◆ Required work:
Only lines with the string "client" should be returned from the data below.
++++ Data listing ++++
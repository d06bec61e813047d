//! GraphQL collaborator boundary.
//!
//! # Data Flow
//! ```text
//! normalized (query, operationName, variables)
//!     → invocation.rs (InvocationInputFactory builds the engine input)
//!     → invoker.rs (GraphQLInvoker executes asynchronously)
//!     → result.rs (ExecutionResult → specification-form JSON)
//! ```
//!
//! # Design Decisions
//! - No parsing, validation or execution lives here; the engine owns all of it
//! - Collaborators are `Send + Sync` and shared read-only across requests
//! - `request.rs` owns the JSON shapes accepted on the wire

pub mod engine;
pub mod invocation;
pub mod invoker;
pub mod request;
pub mod result;

pub use invocation::{DefaultInvocationInputFactory, GraphQLInvocationInput, InvocationInputFactory};
pub use invoker::GraphQLInvoker;
pub use request::{GraphQLObjectMapper, GraphQLRequest, Variables};
pub use result::{ExecutionResult, GraphQLError, SourceLocation};
//! Shared utilities for integration tests.

#![allow(dead_code)]

use std::net::SocketAddr;
use std::sync::{Arc, Mutex};
use std::time::Duration;

use async_trait::async_trait;
use graphql_http_adapter::config::AdapterConfig;
use graphql_http_adapter::graphql::{
    ExecutionResult, GraphQLInvocationInput, GraphQLInvoker,
};
use graphql_http_adapter::{HttpServer, Shutdown};
use serde_json::json;
use tokio::net::TcpListener;

/// Engine double that records every input and echoes it back as `data`.
#[derive(Clone, Default)]
pub struct RecordingInvoker {
    calls: Arc<Mutex<Vec<GraphQLInvocationInput>>>,
}

impl RecordingInvoker {
    pub fn new() -> Self {
        Self::default()
    }

    pub fn calls(&self) -> Vec<GraphQLInvocationInput> {
        self.calls.lock().unwrap().clone()
    }

    pub fn last_call(&self) -> Option<GraphQLInvocationInput> {
        self.calls.lock().unwrap().last().cloned()
    }
}

#[async_trait]
impl GraphQLInvoker for RecordingInvoker {
    async fn execute_async(&self, input: GraphQLInvocationInput) -> ExecutionResult {
        self.calls.lock().unwrap().push(input.clone());
        ExecutionResult::from_data(json!({
            "query": input.query,
            "operationName": input.operation_name,
            "variables": input.variables,
        }))
    }
}

/// Start a server on an ephemeral port and return its address.
pub async fn start_server<I>(config: AdapterConfig, invoker: I, shutdown: &Shutdown) -> SocketAddr
where
    I: GraphQLInvoker + 'static,
{
    let listener = TcpListener::bind("127.0.0.1:0").await.unwrap();
    let addr = listener.local_addr().unwrap();
    let server = HttpServer::new(config, invoker);
    let server_shutdown = shutdown.subscribe();

    tokio::spawn(async move {
        let _ = server.run(listener, server_shutdown).await;
    });

    tokio::time::sleep(Duration::from_millis(100)).await;
    addr
}
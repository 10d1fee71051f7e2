//! Time sources for window computations

use std::sync::atomic::{AtomicU64, Ordering};

use super::types::current_time_millis;

/// Source of "now" in epoch milliseconds
pub trait Clock: Send + Sync {
    fn now_millis(&self) -> u64;
}

/// Wall clock
#[derive(Debug, Default, Clone, Copy)]
pub struct SystemClock;

impl Clock for SystemClock {
    fn now_millis(&self) -> u64 {
        current_time_millis()
    }
}

/// Manually driven clock for tests and simulations
#[derive(Debug, Default)]
pub struct ManualClock {
    now_ms: AtomicU64,
}

impl ManualClock {
    pub fn new(now_ms: u64) -> Self {
        Self {
            now_ms: AtomicU64::new(now_ms),
        }
    }

    pub fn set(&self, now_ms: u64) {
        self.now_ms.store(now_ms, Ordering::SeqCst);
    }

    pub fn advance(&self, delta_ms: u64) {
        self.now_ms.fetch_add(delta_ms, Ordering::SeqCst);
    }
}

impl Clock for ManualClock {
    fn now_millis(&self) -> u64 {
        self.now_ms.load(Ordering::SeqCst)
    }
}
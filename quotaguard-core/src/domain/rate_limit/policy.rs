//! Quota policies and the tier → policy table

use std::collections::{BTreeMap, HashMap};
use std::time::Duration;

use crate::config::{TierPolicyConfig, default_tiers};

/// Tier every unknown tier name falls back to
pub const DEFAULT_TIER: &str = "free";

/// Immutable quota of one tier
#[derive(Debug, Clone, PartialEq, Eq)]
pub struct Policy {
    pub tier: String,
    pub window_ms: u64,
    pub max_requests: u32,
    pub message: String,
}

impl Policy {
    pub fn new(
        tier: impl Into<String>,
        window_ms: u64,
        max_requests: u32,
        message: impl Into<String>,
    ) -> Self {
        Self {
            tier: tier.into(),
            window_ms,
            max_requests,
            message: message.into(),
        }
    }

    pub fn window(&self) -> Duration {
        Duration::from_millis(self.window_ms)
    }

    /// Expiry of a distributed window key: one second longer than the window,
    /// so idle keys clean themselves up.
    pub fn key_ttl_secs(&self) -> u64 {
        self.window_ms.div_ceil(1000) + 1
    }

    fn from_config(tier: &str, config: &TierPolicyConfig) -> Self {
        Self::new(tier, config.window_ms, config.max_requests, &config.message)
    }
}

/// Static mapping from tier name to policy
#[derive(Debug, Clone)]
pub struct PolicyTable {
    policies: HashMap<String, Policy>,
    free: Policy,
}

impl PolicyTable {
    /// Build the table from configured tiers.
    ///
    /// Tier names are matched case-insensitively. When the configuration lacks a
    /// `free` tier the built-in free policy is used so that unknown tiers never
    /// resolve to an unrestricted quota.
    pub fn from_tiers(tiers: &BTreeMap<String, TierPolicyConfig>) -> Self {
        let policies: HashMap<String, Policy> = tiers
            .iter()
            .map(|(name, config)| {
                let name = name.to_ascii_lowercase();
                let policy = Policy::from_config(&name, config);
                (name, policy)
            })
            .collect();

        let free = policies
            .get(DEFAULT_TIER)
            .cloned()
            .unwrap_or_else(|| Policy::new(DEFAULT_TIER, 60_000, 60, "Rate limit exceeded."));

        Self { policies, free }
    }

    /// Resolve a tier name, defaulting to the free tier when unknown.
    pub fn resolve(&self, tier: &str) -> &Policy {
        self.policies
            .get(tier)
            .or_else(|| self.policies.get(&tier.to_ascii_lowercase()))
            .unwrap_or(&self.free)
    }

    pub fn free(&self) -> &Policy {
        &self.free
    }

    pub fn tiers(&self) -> impl Iterator<Item = &Policy> {
        self.policies.values()
    }
}

impl Default for PolicyTable {
    fn default() -> Self {
        Self::from_tiers(&default_tiers())
    }
}

#[cfg(test)]
mod tests {
    use super::*;

    #[test]
    fn test_resolve_known_tiers() {
        let table = PolicyTable::default();
        assert_eq!(table.resolve("pro").tier, "pro");
        assert_eq!(table.resolve("Enterprise").tier, "enterprise");
        assert!(table.resolve("enterprise").max_requests >= 1_000_000);
    }

    #[test]
    fn test_unknown_tier_resolves_to_free() {
        let table = PolicyTable::default();
        let policy = table.resolve("platinum");
        assert_eq!(policy.tier, DEFAULT_TIER);
        assert_eq!(policy, table.free());
    }

    #[test]
    fn test_missing_free_tier_is_filled_in() {
        let mut tiers = BTreeMap::new();
        tiers.insert(
            "pro".to_string(),
            TierPolicyConfig {
                window_ms: 1_000,
                max_requests: 5,
                message: "pro".to_string(),
            },
        );
        let table = PolicyTable::from_tiers(&tiers);
        assert_eq!(table.resolve("nope").tier, DEFAULT_TIER);
        assert_eq!(table.resolve("pro").max_requests, 5);
    }

    #[test]
    fn test_key_ttl_exceeds_window() {
        let policy = Policy::new("t", 60_000, 3, "");
        assert_eq!(policy.key_ttl_secs(), 61);

        let policy = Policy::new("t", 1_500, 3, "");
        assert_eq!(policy.key_ttl_secs(), 3);
    }
}
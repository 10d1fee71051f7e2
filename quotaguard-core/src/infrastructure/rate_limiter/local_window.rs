//! Per-process fixed window counters
//!
//! Used only while the distributed store is unavailable. Each process enforces
//! the quota on its own, so with N instances the effective ceiling during an
//! outage is `max_requests × N`.

use dashmap::DashMap;
use tracing::debug;

use super::types::WindowDecision;
use crate::domain::rate_limit::{Policy, RateLimitKey};

/// Counter of one key in the current fixed window
#[derive(Debug, Clone, Copy, PartialEq, Eq)]
pub struct LocalWindowRecord {
    pub count: u32,
    pub window_reset_at_ms: u64,
}

/// Fixed window store keyed by `(subject, resource)`.
///
/// Read-modify-write of one key happens under that key's shard lock, so
/// concurrent checks never lose an increment.
#[derive(Debug, Default)]
pub struct LocalWindowStore {
    records: DashMap<RateLimitKey, LocalWindowRecord>,
}

impl LocalWindowStore {
    pub fn new() -> Self {
        Self::default()
    }

    pub fn check(&self, key: &RateLimitKey, policy: &Policy, now_ms: u64) -> WindowDecision {
        let mut record = self
            .records
            .entry(key.clone())
            .or_insert(LocalWindowRecord {
                count: 0,
                window_reset_at_ms: now_ms.saturating_add(policy.window_ms),
            });

        if record.count == 0 || now_ms > record.window_reset_at_ms {
            *record = LocalWindowRecord {
                count: 1,
                window_reset_at_ms: now_ms.saturating_add(policy.window_ms),
            };
            return WindowDecision::allowed(
                policy.max_requests.saturating_sub(1),
                record.window_reset_at_ms,
            );
        }

        record.count = record.count.saturating_add(1);

        if record.count <= policy.max_requests {
            WindowDecision::allowed(
                policy.max_requests - record.count,
                record.window_reset_at_ms,
            )
        } else {
            WindowDecision::denied(record.window_reset_at_ms)
        }
    }

    /// Drop the records of a subject, optionally limited to one resource.
    /// Returns the number of removed records.
    pub fn reset(&self, subject_id: &str, resource_path: Option<&str>) -> usize {
        let before = self.records.len();
        self.records
            .retain(|key, _| !key.belongs_to(subject_id, resource_path));
        before.saturating_sub(self.records.len())
    }

    /// Remove every record whose window ended before `now_ms`
    pub fn sweep(&self, now_ms: u64) -> usize {
        let before = self.records.len();
        self.records
            .retain(|_, record| now_ms <= record.window_reset_at_ms);
        let removed = before.saturating_sub(self.records.len());
        if removed > 0 {
            debug!(removed, "Swept expired local rate limit windows");
        }
        removed
    }

    pub fn get(&self, key: &RateLimitKey) -> Option<LocalWindowRecord> {
        self.records.get(key).map(|record| *record)
    }

    pub fn len(&self) -> usize {
        self.records.len()
    }

    pub fn is_empty(&self) -> bool {
        self.records.is_empty()
    }
}
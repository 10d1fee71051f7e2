//! Distributed Window Storage
//!
//! Provides the sliding window log contract shared by every server instance:
//! - Dragonfly/Redis for distributed, production use (see [`super::dragonfly`])
//! - In-memory for development and single-instance deployments

use async_trait::async_trait;
use dashmap::DashMap;
use std::collections::VecDeque;
use tokio::sync::broadcast;

use super::types::{StoreEvent, WindowDecision};
use crate::domain::rate_limit::{Policy, RateLimitKey, StoreError};

/// Sliding window log over a store shared by every instance
#[async_trait]
pub trait DistributedWindowStore: Send + Sync {
    /// Prune entries older than the window, then admit and record `now_ms`
    /// if fewer than `max_requests` entries survive.
    async fn check(
        &self,
        key: &RateLimitKey,
        policy: &Policy,
        now_ms: u64,
    ) -> Result<WindowDecision, StoreError>;

    /// Delete the windows of a subject, optionally limited to one resource.
    /// Returns the number of deleted keys.
    async fn reset(
        &self,
        subject_id: &str,
        resource_path: Option<&str>,
    ) -> Result<u64, StoreError>;

    /// Connection events emitted by the store client
    fn subscribe(&self) -> broadcast::Receiver<StoreEvent>;

    /// Whether the client currently holds a usable connection
    fn is_connected(&self) -> bool;

    /// Drop windows whose TTL elapsed. Stores with native key expiry do nothing.
    fn purge_expired(&self, _now_ms: u64) -> usize {
        0
    }

    /// Release connections and stop background tasks
    async fn close(&self);
}

#[derive(Debug)]
struct WindowLog {
    /// Admitted request timestamps, oldest first
    timestamps: VecDeque<u64>,
    expires_at_ms: u64,
}

/// In-memory sliding window log for development/single instance
#[derive(Debug)]
pub struct InMemoryWindowLog {
    logs: DashMap<RateLimitKey, WindowLog>,
    events: broadcast::Sender<StoreEvent>,
}

impl InMemoryWindowLog {
    pub fn new() -> Self {
        let (events, _) = broadcast::channel(16);
        Self {
            logs: DashMap::new(),
            events,
        }
    }

    /// Number of requests recorded for `key` that are still inside their TTL
    pub fn recorded(&self, key: &RateLimitKey, now_ms: u64) -> usize {
        self.logs
            .get(key)
            .filter(|log| now_ms < log.expires_at_ms)
            .map(|log| log.timestamps.len())
            .unwrap_or(0)
    }
}

impl Default for InMemoryWindowLog {
    fn default() -> Self {
        Self::new()
    }
}

#[async_trait]
impl DistributedWindowStore for InMemoryWindowLog {
    async fn check(
        &self,
        key: &RateLimitKey,
        policy: &Policy,
        now_ms: u64,
    ) -> Result<WindowDecision, StoreError> {
        let mut log = self.logs.entry(key.clone()).or_insert_with(|| WindowLog {
            timestamps: VecDeque::new(),
            expires_at_ms: 0,
        });

        if now_ms >= log.expires_at_ms {
            log.timestamps.clear();
        }

        // Keep ts > now - window without underflowing near the epoch
        log.timestamps.retain(|&ts| ts + policy.window_ms > now_ms);

        let count = log.timestamps.len() as u64;
        if count >= u64::from(policy.max_requests) {
            let oldest = log.timestamps.iter().min().copied().unwrap_or(now_ms);
            return Ok(WindowDecision::denied(oldest + policy.window_ms));
        }

        let position = log.timestamps.partition_point(|&ts| ts <= now_ms);
        log.timestamps.insert(position, now_ms);
        log.expires_at_ms = now_ms + policy.key_ttl_secs() * 1000;

        Ok(WindowDecision::allowed(
            policy.max_requests - count as u32 - 1,
            now_ms + policy.window_ms,
        ))
    }

    async fn reset(
        &self,
        subject_id: &str,
        resource_path: Option<&str>,
    ) -> Result<u64, StoreError> {
        let before = self.logs.len();
        self.logs
            .retain(|key, _| !key.belongs_to(subject_id, resource_path));
        Ok(before.saturating_sub(self.logs.len()) as u64)
    }

    fn subscribe(&self) -> broadcast::Receiver<StoreEvent> {
        self.events.subscribe()
    }

    fn is_connected(&self) -> bool {
        true
    }

    /// Mirrors key expiry in Redis
    fn purge_expired(&self, now_ms: u64) -> usize {
        let before = self.logs.len();
        self.logs.retain(|_, log| now_ms < log.expires_at_ms);
        before.saturating_sub(self.logs.len())
    }

    async fn close(&self) {}
}
//! Rate limit bucket identity

use std::fmt;

use super::errors::RateLimitError;

/// Identity of one quota domain: a subject on a resource path.
///
/// Distinct subjects and distinct resources never share a counter.
#[derive(Debug, Clone, PartialEq, Eq, Hash)]
pub struct RateLimitKey {
    subject_id: String,
    resource_path: String,
}

impl RateLimitKey {
    pub fn new(
        subject_id: impl Into<String>,
        resource_path: impl Into<String>,
    ) -> Result<Self, RateLimitError> {
        let subject_id = subject_id.into();
        let resource_path = resource_path.into();

        if subject_id.trim().is_empty() {
            return Err(RateLimitError::EmptySubject);
        }
        if resource_path.trim().is_empty() {
            return Err(RateLimitError::EmptyResource);
        }

        Ok(Self {
            subject_id,
            resource_path,
        })
    }

    pub fn subject_id(&self) -> &str {
        &self.subject_id
    }

    pub fn resource_path(&self) -> &str {
        &self.resource_path
    }

    /// Convert to a Redis-compatible key string: `{prefix}:{subject}:{resource}`
    pub fn to_redis_key(&self, prefix: &str) -> String {
        format!(
            "{}{}",
            subject_key_prefix(prefix, &self.subject_id),
            self.resource_path
        )
    }

    pub fn belongs_to(&self, subject_id: &str, resource_path: Option<&str>) -> bool {
        self.subject_id == subject_id
            && resource_path.is_none_or(|resource| self.resource_path == resource)
    }
}

impl fmt::Display for RateLimitKey {
    fn fmt(&self, f: &mut fmt::Formatter<'_>) -> fmt::Result {
        write!(f, "{}{}", self.subject_id, self.resource_path)
    }
}

/// Literal prefix shared by every key of one subject, ending in `:`.
///
/// `%` and `:` in the subject are percent-encoded so one subject's prefix can
/// never be a prefix of another subject's keys.
pub fn subject_key_prefix(prefix: &str, subject_id: &str) -> String {
    let mut encoded = String::with_capacity(subject_id.len());
    for c in subject_id.chars() {
        match c {
            '%' => encoded.push_str("%25"),
            ':' => encoded.push_str("%3A"),
            other => encoded.push(other),
        }
    }
    format!("{}:{}:", prefix, encoded)
}

/// Escape glob metacharacters for use in a `SCAN MATCH` pattern
pub fn escape_glob(literal: &str) -> String {
    let mut escaped = String::with_capacity(literal.len());
    for c in literal.chars() {
        if matches!(c, '*' | '?' | '[' | ']' | '\\' | '^' | '-') {
            escaped.push('\\');
        }
        escaped.push(c);
    }
    escaped
}

#[cfg(test)]
mod tests {
    use super::*;

    #[test]
    fn test_empty_parts_rejected() {
        assert_eq!(
            RateLimitKey::new("", "/tasks"),
            Err(RateLimitError::EmptySubject)
        );
        assert_eq!(
            RateLimitKey::new("u1", "  "),
            Err(RateLimitError::EmptyResource)
        );
    }

    #[test]
    fn test_rate_limit_key_to_redis() {
        let key = RateLimitKey::new("u1", "/tasks").unwrap();
        assert_eq!(key.to_redis_key("ratelimit"), "ratelimit:u1:/tasks");
    }

    #[test]
    fn test_subject_separator_is_encoded() {
        let tricky = RateLimitKey::new("a:b", "/x").unwrap();
        assert_eq!(tricky.to_redis_key("rl"), "rl:a%3Ab:/x");

        // "a"'s keys must not share a prefix with "a:b"'s keys
        let prefix_a = subject_key_prefix("rl", "a");
        assert!(!tricky.to_redis_key("rl").starts_with(&prefix_a));
    }

    #[test]
    fn test_escape_glob() {
        assert_eq!(escape_glob("rl:u*1:"), "rl:u\\*1:");
        assert_eq!(escape_glob("a[b]?"), "a\\[b\\]\\?");
    }

    #[test]
    fn test_belongs_to() {
        let key = RateLimitKey::new("u1", "/tasks").unwrap();
        assert!(key.belongs_to("u1", None));
        assert!(key.belongs_to("u1", Some("/tasks")));
        assert!(!key.belongs_to("u1", Some("/boards")));
        assert!(!key.belongs_to("u2", None));
    }
}
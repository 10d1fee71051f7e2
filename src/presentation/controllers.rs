//! HTTP handlers

use axum::{
    extract::State,
    http::{HeaderMap, StatusCode, header::AUTHORIZATION},
    response::{IntoResponse, Json, Response},
};
use std::sync::Arc;
use std::time::Instant;

use quotaguard_core::infrastructure::RateLimiterService;

use crate::presentation::models::{
    ErrorResponse, HealthResponse, RateLimitStatusResponse, ResetRateLimitRequest,
    ResetRateLimitResponse,
};

/// Application state shared by the handlers
#[derive(Clone)]
pub struct AppState {
    pub rate_limiter: Arc<RateLimiterService>,
    /// Bearer token for the administrative endpoints
    pub admin_token: Option<Arc<str>>,
    pub startup_time: Instant,
}

/// Liveness probe. Never rate limited and never fails because the counter
/// store is down.
pub async fn health_check(State(state): State<AppState>) -> Json<HealthResponse> {
    let status = state.rate_limiter.status();
    let mode = if status.using_distributed_store {
        "distributed"
    } else {
        "local"
    };

    Json(HealthResponse {
        status: "healthy".to_string(),
        version: env!("CARGO_PKG_VERSION").to_string(),
        uptime_seconds: state.startup_time.elapsed().as_secs(),
        rate_limit_mode: mode.to_string(),
    })
}

/// Operator view of the admission control state
pub async fn rate_limit_status(State(state): State<AppState>) -> Json<RateLimitStatusResponse> {
    Json(RateLimitStatusResponse {
        success: true,
        status: state.rate_limiter.status(),
    })
}

fn is_admin(headers: &HeaderMap, expected: &str) -> bool {
    headers
        .get(AUTHORIZATION)
        .and_then(|value| value.to_str().ok())
        .and_then(|value| value.strip_prefix("Bearer "))
        .is_some_and(|token| token.trim() == expected)
}

/// Clear the quota of a subject
pub async fn reset_rate_limit(
    State(state): State<AppState>,
    headers: HeaderMap,
    Json(request): Json<ResetRateLimitRequest>,
) -> Response {
    let authorized = state
        .admin_token
        .as_deref()
        .is_some_and(|expected| is_admin(&headers, expected));
    if !authorized {
        return (
            StatusCode::UNAUTHORIZED,
            Json(ErrorResponse::new("Unauthorized", "Missing or invalid admin token")),
        )
            .into_response();
    }

    match state
        .rate_limiter
        .reset(&request.subject_id, request.resource_path.as_deref())
        .await
    {
        Ok(()) => Json(ResetRateLimitResponse {
            success: true,
            subject_id: request.subject_id,
            resource_path: request.resource_path,
        })
        .into_response(),
        Err(e) => (
            StatusCode::BAD_REQUEST,
            Json(ErrorResponse::new("Bad Request", e.to_string())),
        )
            .into_response(),
    }
}
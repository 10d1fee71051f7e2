//! Infrastructure Layer - External concerns and implementations
//!
//! This module handles the shared counter store, the in-process fallback and the
//! subscription lookup.

pub mod rate_limiter;
pub mod subscription;

pub use rate_limiter::RateLimiterService;
pub use subscription::{SqlxTierResolver, StaticTierResolver, build_tier_resolver};
//! Admission control domain

pub mod errors;
pub mod policy;
pub mod repositories;
pub mod value_objects;

pub use errors::{RateLimitError, StoreError, TierResolutionError};
pub use policy::{DEFAULT_TIER, Policy, PolicyTable};
pub use repositories::TierResolver;
pub use value_objects::RateLimitKey;
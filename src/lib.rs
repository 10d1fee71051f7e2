//! QuotaGuard - admission control server
//!
//! Wires the quotaguard-core rate limiter into an axum application

mod app;
pub mod presentation;

pub use app::{AppHandle, create_app};
pub use quotaguard_core::{Config, init_tracing};

// Re-export for convenience
pub use quotaguard_core;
++++
◆ Solution to this problem:
    /// Connection events emitted by the store client
    /// Whether the client currently holds a usable connection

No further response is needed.